(SUPPLIED INFORMATION)
// MEMD API access
//
// Token acquisition, the authenticated HTTP transport and the error type
// shared by every remote operation.

pub mod auth;
pub mod client;
pub mod error;

pub use auth::{AccessToken, TokenManager};
pub use client::MemdClient;
pub use error::{ApiError, ApiResult};
// Configuration module for the MEMD client
//
// This module handles API connection settings, environment variable loading
// and the local configuration directory used by the CLI.

pub mod manager;
pub mod types;

// Re-export commonly used types
pub use manager::{load_env, ConfigManager};
pub use types::{ApiConfig, ApiSettings, ConfigPaths, EnvVars, LogLevel, Mode};
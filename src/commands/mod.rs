// CLI command handlers
//
// Handlers take a resolved `CommandContext` and write their results to a
// caller-supplied output so the binary prints to stdout and tests capture it.

pub mod member;

use anyhow::{Context, Result};
use std::path::{Path, PathBuf};

use crate::api::MemdClient;
use crate::config::{ConfigManager, ConfigPaths, Mode};
use crate::workspace::Workspace;

pub use member::{MemberCommand, DEFAULT_PLAN_CODE};

/// Everything a command needs besides its own arguments
#[derive(Debug, Clone)]
pub struct CommandContext {
    pub mode: Mode,
    pub config: ConfigManager,
    pub workspace: Workspace,
    /// Member defaults used by `member create` when `--defaults` is not given
    pub defaults_file: PathBuf,
}

impl CommandContext {
    pub fn new(mode: Mode, config: ConfigManager, workspace: Workspace, defaults_file: PathBuf) -> Self {
        Self {
            mode,
            config,
            workspace,
            defaults_file,
        }
    }

    /// Resolve configuration from the local home directory
    ///
    /// The home `conf/` templates are seeded first. An explicit `api_config`
    /// path that does not exist yet is seeded from the template as well.
    pub fn from_local_files(mode: Mode, api_config: Option<&Path>, workspace: Workspace) -> Result<Self> {
        ConfigManager::ensure_local_files()?;

        let config_path = match api_config {
            Some(path) => path.to_path_buf(),
            None => ConfigPaths::api_config_file()?,
        };
        let config = ConfigManager::load_or_seed(&config_path)
            .with_context(|| format!("Could not load API config {}", config_path.display()))?;

        Ok(Self::new(mode, config, workspace, ConfigPaths::defaults_file()?))
    }

    pub fn is_test_mode(&self) -> bool {
        self.mode == Mode::Test
    }

    /// Build an API client; fails when the configuration is incomplete
    pub fn client(&self) -> Result<MemdClient> {
        let api_config = self.config.api_config()?;
        MemdClient::new(&api_config).context("Failed to create MEMD API client")
    }
}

(WHAT TO PRODUCE) Scan the records above and show every line in which the word "types" occurs.

(RESULT OF THIS EXERCISE)
pub mod types;
// Re-export commonly used types
pub use types::{ApiConfig, ApiSettings, ConfigPaths, EnvVars, LogLevel, Mode};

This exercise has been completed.